1. Define the indicators: Identify key indicators that measure access to maternal health, such as the percentage of women attending ANC at least four times, the percentage of women with health insurance coverage, and the distance to the nearest healthcare facility.

2. Collect baseline data: Gather data on the current status of these indicators in the target population. This can be done through surveys, interviews, or existing data sources.

3. Develop a simulation model: Create a simulation model that incorporates the identified recommendations and their potential impact on the indicators. This model should consider factors such as population size, geographical distribution, and existing healthcare infrastructure.

4. Input data and run simulations: Input the baseline data into the simulation model and run multiple simulations to assess the potential impact of the recommendations. This can involve adjusting variables such as the percentage of women with health insurance coverage or the availability of transportation services.

5. Analyze results: Analyze the results of the simulations to determine the potential impact of the recommendations on improving access to maternal health. This can include assessing changes in the indicators and identifying any potential challenges or limitations.

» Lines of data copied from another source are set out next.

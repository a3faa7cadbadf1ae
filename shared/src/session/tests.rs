use super::*;
use std::collections::HashMap;
use std::sync::Mutex;

// =========================================================
// Shared Mock Storage
// =========================================================

type Shelf = Arc<Mutex<HashMap<String, String>>>;

/// In-memory two-tier storage.
///
/// `reload()` simulates a page reload (both tiers survive), `new_tab()` a
/// new tab (only the durable tier is shared).
#[derive(Clone, Default)]
pub struct MemoryStorage {
    durable: Shelf,
    ephemeral: Shelf,
    unavailable: Arc<Mutex<bool>>,
}

impl MemoryStorage {
    pub fn new() -> Self {
        Self::default()
    }

    pub fn unavailable() -> Self {
        let storage = Self::default();
        storage.set_available(false);
        storage
    }

    pub fn set_available(&self, available: bool) {
        *self.unavailable.lock().unwrap() = !available;
    }

    pub fn new_tab(&self) -> Self {
        Self {
            durable: self.durable.clone(),
            ephemeral: Shelf::default(),
            unavailable: Arc::new(Mutex::new(false)),
        }
    }

    pub fn raw(&self, tier: Tier, key: &str) -> Option<String> {
        self.shelf(tier).lock().unwrap().get(key).cloned()
    }

    fn shelf(&self, tier: Tier) -> &Shelf {
        match tier {
            Tier::Durable => &self.durable,
            Tier::Ephemeral => &self.ephemeral,
        }
    }

    fn check(&self) -> Result<(), StorageError> {
        if *self.unavailable.lock().unwrap() {
            Err(StorageError::Unavailable("private browsing".into()))
        } else {
            Ok(())
        }
    }
}

impl KeyValueStore for MemoryStorage {
    fn get(&self, tier: Tier, key: &str) -> Result<Option<String>, StorageError> {
        self.check()?;
        Ok(self.raw(tier, key))
    }

    fn set(&self, tier: Tier, key: &str, value: &str) -> Result<(), StorageError> {
        self.check()?;
        self.shelf(tier)
            .lock()
            .unwrap()
            .insert(key.to_string(), value.to_string());
        Ok(())
    }

    fn remove(&self, tier: Tier, key: &str) -> Result<(), StorageError> {
        self.check()?;
        self.shelf(tier).lock().unwrap().remove(key);
        Ok(())
    }
}

pub const KEY: &str = "carbonmart.session";

pub fn user(role: Role) -> User {
    User {
        id: "u-1".into(),
        email: "owner@example.com".into(),
        role,
    }
}

/// Builds an unsigned JWT whose payload carries `exp`.
pub fn jwt_with_exp(exp: i64) -> String {
    let payload = URL_SAFE_NO_PAD.encode(format!(r#"{{"sub":"u-1","exp":{}}}"#, exp));
    format!("eyJhbGciOiJIUzI1NiJ9.{}.c2ln", payload)
}

fn store(storage: &MemoryStorage) -> SessionStore<MemoryStorage> {
    SessionStore::new(storage.clone(), KEY)
}

// =========================================================
// Tests
// =========================================================

#[test]
fn login_is_visible_immediately() {
    let storage = MemoryStorage::new();
    let store = store(&storage);
    assert!(store.current_user().is_none());

    store.login(user(Role::EvOwner), "tok", false);

    let session = store.current_user().unwrap();
    assert_eq!(session.user.email, "owner@example.com");
    assert_eq!(session.persistence, Persistence::Session);
    assert!(store.is_authenticated());
}

#[test]
fn remembered_login_survives_reload() {
    let storage = MemoryStorage::new();
    store(&storage).login(user(Role::Company), "tok", true);

    let after_reload = store(&storage);
    let session = after_reload.current_user().unwrap();
    assert_eq!(session.user.email, "owner@example.com");
    assert_eq!(session.persistence, Persistence::Durable);
    assert!(storage.raw(Tier::Ephemeral, KEY).is_none());
}

#[test]
fn tab_login_is_isolated_from_new_tabs() {
    let storage = MemoryStorage::new();
    store(&storage).login(user(Role::User), "tok", false);

    // Same tab reload keeps it.
    assert!(store(&storage).current_user().is_some());
    // A new tab does not see it.
    assert!(store(&storage.new_tab()).current_user().is_none());
}

#[test]
fn login_replaces_other_tier() {
    let storage = MemoryStorage::new();
    let store = store(&storage);
    store.login(user(Role::User), "first", true);
    store.login(user(Role::User), "second", false);

    assert!(storage.raw(Tier::Durable, KEY).is_none());
    assert!(storage.raw(Tier::Ephemeral, KEY).is_some());
    assert_eq!(store.current_user().unwrap().token.expose(), "second");
}

#[test]
fn logout_clears_everything_and_is_idempotent() {
    let storage = MemoryStorage::new();
    let store = store(&storage);
    store.login(user(Role::Admin), "tok", true);

    store.logout();
    store.logout();

    assert!(store.current_user().is_none());
    assert!(storage.raw(Tier::Durable, KEY).is_none());
    assert!(storage.raw(Tier::Ephemeral, KEY).is_none());
}

#[test]
fn unavailable_storage_degrades_to_memory() {
    let storage = MemoryStorage::unavailable();
    let store = store(&storage);

    let session = store.login(user(Role::Cva), "tok", true);
    assert_eq!(store.current_user(), Some(session));

    store.logout();
    assert!(store.current_user().is_none());
}

#[test]
fn storage_failure_after_login_keeps_memory_copy() {
    let storage = MemoryStorage::new();
    let store = store(&storage);
    store.login(user(Role::Company), "tok", true);

    storage.set_available(false);
    assert!(store.current_user().is_some());
}

#[test]
fn logout_in_other_tab_is_observed() {
    let storage = MemoryStorage::new();
    let tab_a = store(&storage);
    let tab_b = store(&storage.new_tab());
    tab_a.login(user(Role::EvOwner), "tok", true);
    assert!(tab_b.current_user().is_some());

    tab_a.logout();
    assert!(tab_b.current_user().is_none());
}

#[test]
fn reload_rereads_storage() {
    let storage = MemoryStorage::new();
    let store = store(&storage);
    store.login(user(Role::EvOwner), "tok", true);

    let other = SessionStore::new(storage.clone(), KEY);
    other.login(
        User {
            email: "company@example.com".into(),
            ..user(Role::Company)
        },
        "tok2",
        true,
    );

    store.reload();
    assert_eq!(
        store.current_user().unwrap().user.email,
        "company@example.com"
    );
}

#[test]
fn corrupted_entry_is_anonymous() {
    let storage = MemoryStorage::new();
    storage.set(Tier::Durable, KEY, "{not json").unwrap();
    assert!(store(&storage).current_user().is_none());
}

#[test]
fn expired_jwt_clears_session() {
    let storage = MemoryStorage::new();
    let store = store(&storage);
    store.login(user(Role::User), jwt_with_exp(1_000_000_000), true);

    assert!(store.current_user().is_none());
    assert!(storage.raw(Tier::Durable, KEY).is_none());
}

#[test]
fn future_jwt_and_opaque_tokens_are_kept() {
    let storage = MemoryStorage::new();
    let store = store(&storage);
    store.login(user(Role::User), jwt_with_exp(4_000_000_000), true);
    assert!(store.current_user().is_some());

    store.login(user(Role::User), "opaque-token", true);
    assert!(store.current_user().is_some());
    assert!(BearerToken::from("opaque-token").expires_at().is_none());
}

#[test]
fn token_is_redacted_in_debug() {
    let storage = MemoryStorage::new();
    let session = store(&storage).login(user(Role::User), "super-secret", false);
    let printed = format!("{:?}", session);
    assert!(!printed.contains("super-secret"));
    assert!(printed.contains("BearerToken(***)"));
}

#[test]
fn role_wire_spelling_is_preserved() {
    let roles = [
        (Role::EvOwner, "\"EV_OWNER\""),
        (Role::Company, "\"COMPANY\""),
        (Role::Cva, "\"CVA\""),
        (Role::Admin, "\"Admin\""),
        (Role::User, "\"USER\""),
    ];
    for (role, wire) in roles {
        assert_eq!(serde_json::to_string(&role).unwrap(), wire);
        assert_eq!(serde_json::from_str::<Role>(wire).unwrap(), role);
    }
    assert_eq!(serde_json::from_str::<Role>("\"ADMIN\"").unwrap(), Role::Admin);
}

#[test]
fn numeric_user_id_is_accepted() {
    let user: User =
        serde_json::from_str(r#"{"id":17,"email":"a@b.co","role":"COMPANY"}"#).unwrap();
    assert_eq!(user.id, "17");
}
//! 路由守卫
//!
//! 每次导航都根据目标路由和 **当时** 的会话重新计算，不做缓存。
//! 流程：解析路径 -> 兜底重定向 -> 认证检查 -> 角色检查 -> 渲染。

use log::debug;

use crate::route::{AppRoute, Resolution};
use crate::session::Session;

/// 单次导航的访问状态
#[derive(Debug, Clone, Copy, PartialEq, Eq)]
pub enum AccessState {
    Unauthenticated,
    Unauthorized,
    Authorized,
}

/// 守卫决定
#[derive(Debug, Clone, PartialEq, Eq)]
pub enum GuardDecision {
    Render(AppRoute),
    Redirect(AppRoute),
}

impl GuardDecision {
    pub fn route(&self) -> &AppRoute {
        match self {
            GuardDecision::Render(route) | GuardDecision::Redirect(route) => route,
        }
    }

    pub fn into_route(self) -> AppRoute {
        match self {
            GuardDecision::Render(route) | GuardDecision::Redirect(route) => route,
        }
    }

    pub fn is_redirect(&self) -> bool {
        matches!(self, GuardDecision::Redirect(_))
    }
}

/// 计算访问状态；未声明角色限制的路由对任何人开放
pub fn access_state(route: &AppRoute, session: Option<&Session>) -> AccessState {
    let Some(allowed) = route.allowed_roles() else {
        return AccessState::Authorized;
    };
    match session {
        None => AccessState::Unauthenticated,
        Some(session) if allowed.contains(&session.role()) => AccessState::Authorized,
        Some(_) => AccessState::Unauthorized,
    }
}

/// **核心守卫逻辑**
pub fn evaluate(route: &AppRoute, session: Option<&Session>) -> GuardDecision {
    match access_state(route, session) {
        AccessState::Unauthenticated => {
            GuardDecision::Redirect(route.sub_app().login_route())
        }
        AccessState::Unauthorized => {
            // 静默重定向到角色主页，而不是 403 页面
            let role = session.map(Session::role);
            GuardDecision::Redirect(role.map(|r| r.home_route()).unwrap_or_default())
        }
        AccessState::Authorized => match session {
            Some(session) if route.should_redirect_when_authenticated() => {
                GuardDecision::Redirect(session.role().home_route())
            }
            _ => GuardDecision::Render(route.clone()),
        },
    }
}

const MAX_REDIRECTS: usize = 3;

/// 一次导航的最终结果
#[derive(Debug, Clone, PartialEq, Eq)]
pub struct Navigation {
    /// 最终渲染的路由
    pub route: AppRoute,
    /// 地址栏是否需要替换为 `route` 的路径
    pub redirected: bool,
}

/// 将路径导航到最终可渲染的路由
///
/// 重定向目标同样经过守卫检查（例如兜底到受保护的管理面板）。
pub fn navigate(path: &str, session: Option<&Session>) -> Navigation {
    let (target, mut redirected) = match AppRoute::from_path(path) {
        Resolution::Matched { route, .. } => (route, false),
        Resolution::Fallback(route) => (route, true),
    };

    let mut decision = evaluate(&target, session);
    let mut hops = 0;
    while let GuardDecision::Redirect(next) = &decision {
        redirected = true;
        hops += 1;
        debug!("[Guard] {} -> {}", path, next);
        if hops > MAX_REDIRECTS {
            decision = GuardDecision::Render(next.clone());
            break;
        }
        decision = evaluate(next, session);
    }

    Navigation {
        route: decision.into_route(),
        redirected,
    }
}

#[cfg(test)]
mod tests {
    use super::*;
    use crate::route::{SubApp, route_trees};
    use crate::session::{BearerToken, Persistence, Role, User};

    fn session(role: Role) -> Session {
        Session {
            token: BearerToken::new("t"),
            user: User {
                id: "1".into(),
                email: "x@example.com".into(),
                role,
            },
            persistence: Persistence::Durable,
        }
    }

    fn restricted_routes() -> Vec<AppRoute> {
        route_trees()
            .iter()
            .flat_map(|tree| tree.iter())
            .filter(|d| d.allowed_roles.is_some())
            .map(|d| match AppRoute::from_path(&d.pattern.replace(":id", "9")) {
                Resolution::Matched { route, .. } => route,
                Resolution::Fallback(r) => r,
            })
            .collect()
    }

    #[test]
    fn anonymous_is_sent_to_its_tree_login() {
        for route in restricted_routes() {
            let decision = evaluate(&route, None);
            let expected = route.sub_app().login_route();
            assert_eq!(decision, GuardDecision::Redirect(expected), "{}", route);
            assert_ne!(decision.route(), &route);
        }
        assert_eq!(
            evaluate(&AppRoute::AdminUsers, None),
            GuardDecision::Redirect(AppRoute::AdminLogin)
        );
        assert_eq!(
            evaluate(&AppRoute::CvaReports, None),
            GuardDecision::Redirect(AppRoute::CvaLogin)
        );
        assert_eq!(
            evaluate(&AppRoute::Projects, None),
            GuardDecision::Redirect(AppRoute::Login)
        );
    }

    #[test]
    fn wrong_role_goes_home_not_to_error_page() {
        let roles = [Role::EvOwner, Role::User, Role::Company, Role::Admin, Role::Cva];
        for route in restricted_routes() {
            let allowed = route.allowed_roles().unwrap();
            for role in roles.iter().filter(|r| !allowed.contains(*r)) {
                let decision = evaluate(&route, Some(&session(*role)));
                assert_eq!(decision, GuardDecision::Redirect(role.home_route()));
            }
        }
    }

    #[test]
    fn allowed_role_renders() {
        let s = session(Role::Company);
        assert_eq!(
            evaluate(&AppRoute::Reports, Some(&s)),
            GuardDecision::Render(AppRoute::Reports)
        );
        assert_eq!(
            evaluate(&AppRoute::Terms, Some(&s)),
            GuardDecision::Render(AppRoute::Terms)
        );
        assert_eq!(
            evaluate(&AppRoute::Marketplace, None),
            GuardDecision::Render(AppRoute::Marketplace)
        );
    }

    #[test]
    fn authenticated_user_leaves_login_pages() {
        let s = session(Role::Cva);
        assert_eq!(
            evaluate(&AppRoute::CvaLogin, Some(&s)),
            GuardDecision::Redirect(AppRoute::CvaDashboard)
        );
        assert_eq!(
            evaluate(&AppRoute::Login, None),
            GuardDecision::Render(AppRoute::Login)
        );
    }

    #[test]
    fn access_states() {
        assert_eq!(
            access_state(&AppRoute::Wallet, None),
            AccessState::Unauthenticated
        );
        assert_eq!(
            access_state(&AppRoute::Wallet, Some(&session(Role::Admin))),
            AccessState::Unauthorized
        );
        assert_eq!(
            access_state(&AppRoute::Wallet, Some(&session(Role::EvOwner))),
            AccessState::Authorized
        );
    }

    #[test]
    fn navigate_follows_fallback_then_guard() {
        let nav = navigate("/admin/unknown", None);
        assert_eq!(nav.route, AppRoute::AdminLogin);
        assert!(nav.redirected);

        let admin = session(Role::Admin);
        let nav = navigate("/admin/unknown", Some(&admin));
        assert_eq!(nav.route, AppRoute::AdminDashboard);
        assert!(nav.redirected);

        let nav = navigate("/admin/users/", Some(&admin));
        assert_eq!(nav.route, AppRoute::AdminUsers);
        assert!(!nav.redirected);
    }

    #[test]
    fn navigate_wrong_role_lands_on_renderable_home() {
        let ev = session(Role::EvOwner);
        let nav = navigate("/cva/reports/5", Some(&ev));
        assert_eq!(nav.route, AppRoute::Wallet);
        assert!(nav.redirected);
        assert_eq!(nav.route.sub_app(), SubApp::Public);
    }

    #[test]
    fn logout_then_navigate_goes_to_login() {
        let nav = navigate("/dashboard", None);
        assert_eq!(nav.route, AppRoute::Login);
    }

    #[test]
    fn expired_session_read_at_navigation_goes_to_login() {
        use crate::session::SessionStore;
        use crate::session::tests::{KEY, MemoryStorage, jwt_with_exp, user};

        let storage = MemoryStorage::new();
        let store = SessionStore::new(storage, KEY);
        let past = chrono::Utc::now().timestamp() - 60;
        store.login(user(Role::EvOwner), jwt_with_exp(past), true);

        let nav = navigate("/wallet", store.current_user().as_ref());
        assert_eq!(nav.route, AppRoute::Login);
        assert!(nav.redirected);
        assert!(store.current_user().is_none());
    }

    #[test]
    fn odd_path_params_never_bypass_the_guard() {
        for id in ["a/b", "x?y", "%zz"] {
            let route = AppRoute::ProjectDetail { id: id.into() };
            assert_eq!(access_state(&route, None), AccessState::Unauthenticated);
            assert_eq!(
                evaluate(&route, None),
                GuardDecision::Redirect(AppRoute::Login)
            );
        }
    }
}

6. Refine and validate the model: Refine the simulation model based on the analysis of the results and validate it using additional data or expert input. This will help to ensure the accuracy and reliability of the model.

7. Communicate findings and make recommendations: Present the findings of the simulation analysis to relevant stakeholders, such as policymakers, healthcare providers, and community leaders. Use the results to make evidence-based recommendations for improving access to maternal health.

By following this methodology, policymakers and stakeholders can gain insights into the potential impact of different recommendations and make informed decisions to improve access to maternal health in rural Ghana.